§ EXERCISE REQUIREMENTS: When a line below contains the string "isin", show that line.

§ §

//! Ingestion adapter: applies upstream feed events to the tick store.

use std::sync::Arc;
use std::sync::atomic::{AtomicU64, Ordering};

use candela_store::TickStore;
use candela_types::{
    CandelaError, EventType, FeedEvent, InstrumentEvent, QuoteEvent, Result, Tick,
};
use chrono::{DateTime, Utc};
use tracing::{debug, trace, warn};

/// Snapshot of the ingestor's counters.
#[derive(Debug, Clone, Copy, Default, PartialEq, Eq)]
pub struct IngestStats {
    /// `ADD` events applied.
    pub instruments_added: u64,
    /// `DELETE` events applied.
    pub instruments_removed: u64,
    /// Quotes appended to a topic.
    pub quotes_accepted: u64,
    /// Quotes dropped because their topic did not exist.
    pub quotes_dropped: u64,
    /// Quotes rejected for a non-finite price.
    pub quotes_rejected: u64,
}

#[derive(Debug, Default)]
struct Counters {
    instruments_added: AtomicU64,
    instruments_removed: AtomicU64,
    quotes_accepted: AtomicU64,
    quotes_dropped: AtomicU64,
    quotes_rejected: AtomicU64,
}

/// Applies instrument lifecycle and quote events to a [`TickStore`].
///
/// The ingestor is shared by reference between the tasks consuming the
/// instrument and quote streams; all methods take `&self`.
#[derive(Debug)]
pub struct Ingestor {
    store: Arc<TickStore>,
    counters: Counters,
}

impl Ingestor {
    /// Creates an ingestor writing into `store`.
    #[must_use]
    pub fn new(store: Arc<TickStore>) -> Self {
        Self {
            store,
            counters: Counters::default(),
        }
    }

    /// Returns the underlying store.
    #[must_use]
    pub const fn store(&self) -> &Arc<TickStore> {
        &self.store
    }

    /// Applies an instrument lifecycle event.
    ///
    /// `ADD` (re)creates the instrument's topic, `DELETE` removes it.
    pub fn on_instrument(&self, event: &InstrumentEvent) {
        let isin = &event.data.isin;
        match event.kind {
            EventType::Add => {
                self.store.create_topic(isin.clone());
                self.counters.instruments_added.fetch_add(1, Ordering::Relaxed);
            }
            EventType::Delete => {
                self.store.remove_topic(isin.as_str());
                self.counters
                    .instruments_removed
                    .fetch_add(1, Ordering::Relaxed);
            }
        }
        debug!(topics = ?self.store.topics(), "Instrument event applied");
    }

    /// Applies a quote, stamping it with the current time.
    ///
    /// See [`on_quote_at`](Self::on_quote_at).
    ///
    /// # Errors
    ///
    /// Returns [`CandelaError::InvalidPrice`] if the price is not finite.
    pub fn on_quote(&self, event: &QuoteEvent) -> Result<bool> {
        self.on_quote_at(event, Utc::now())
    }

    /// Applies a quote received at `now`.
    ///
    /// The tick is timestamped with `now`, not with any time carried by the
    /// feed. Returns `false` if the instrument has no topic and the quote was
    /// dropped.
    ///
    /// # Errors
    ///
    /// Returns [`CandelaError::InvalidPrice`] if the price is not finite.
    pub fn on_quote_at(&self, event: &QuoteEvent, now: DateTime<Utc>) -> Result<bool> {
        let quote = &event.data;
        if !quote.price.is_finite() {
            self.counters.quotes_rejected.fetch_add(1, Ordering::Relaxed);
            warn!(isin = %quote.isin, price = quote.price, "Rejecting quote with non-finite price");
            return Err(CandelaError::InvalidPrice {
                isin: quote.isin.to_string(),
                price: quote.price,
            });
        }

        let accepted = self
            .store
            .push_tick_at(quote.isin.as_str(), Tick::new(quote.price, now), now);

        if accepted {
            self.counters.quotes_accepted.fetch_add(1, Ordering::Relaxed);
        } else {
            self.counters.quotes_dropped.fetch_add(1, Ordering::Relaxed);
            trace!(isin = %quote.isin, "Quote for unknown instrument dropped");
        }

        Ok(accepted)
    }

    /// Applies any feed event, stamping quotes with the current time.
    ///
    /// # Errors
    ///
    /// Returns an error if a quote carries a non-finite price.
    pub fn handle(&self, event: &FeedEvent) -> Result<()> {
        self.handle_at(event, Utc::now())
    }

    /// Applies any feed event, stamping quotes with `now`.
    ///
    /// # Errors
    ///
    /// Returns an error if a quote carries a non-finite price.
    pub fn handle_at(&self, event: &FeedEvent, now: DateTime<Utc>) -> Result<()> {
        match event {
            FeedEvent::Instrument(event) => self.on_instrument(event),
            FeedEvent::Quote(event) => {
                self.on_quote_at(event, now)?;
            }
        }
        Ok(())
    }

    /// Decodes and applies one JSON feed message.
    ///
    /// # Errors
    ///
    /// Returns an error if the message cannot be decoded or carries a
    /// non-finite price.
    pub fn handle_json(&self, message: &str) -> Result<()> {
        let event = FeedEvent::from_json(message)?;
        self.handle(&event)
    }

    /// Returns a snapshot of the counters.
    #[must_use]
    pub fn stats(&self) -> IngestStats {
        let c = &self.counters;
        IngestStats {
            instruments_added: c.instruments_added.load(Ordering::Relaxed),
            instruments_removed: c.instruments_removed.load(Ordering::Relaxed),
            quotes_accepted: c.quotes_accepted.load(Ordering::Relaxed),
            quotes_dropped: c.quotes_dropped.load(Ordering::Relaxed),
            quotes_rejected: c.quotes_rejected.load(Ordering::Relaxed),
        }
    }
}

§ §

§ ANSWER TO THE PROBLEM:
        let isin = &event.data.isin;
                self.store.create_topic(isin.clone());
                self.store.remove_topic(isin.as_str());
            warn!(isin = %quote.isin, price = quote.price, "Rejecting quote with non-finite price");
                isin: quote.isin.to_string(),
            .push_tick_at(quote.isin.as_str(), Tick::new(quote.price, now), now);
            trace!(isin = %quote.isin, "Quote for unknown instrument dropped");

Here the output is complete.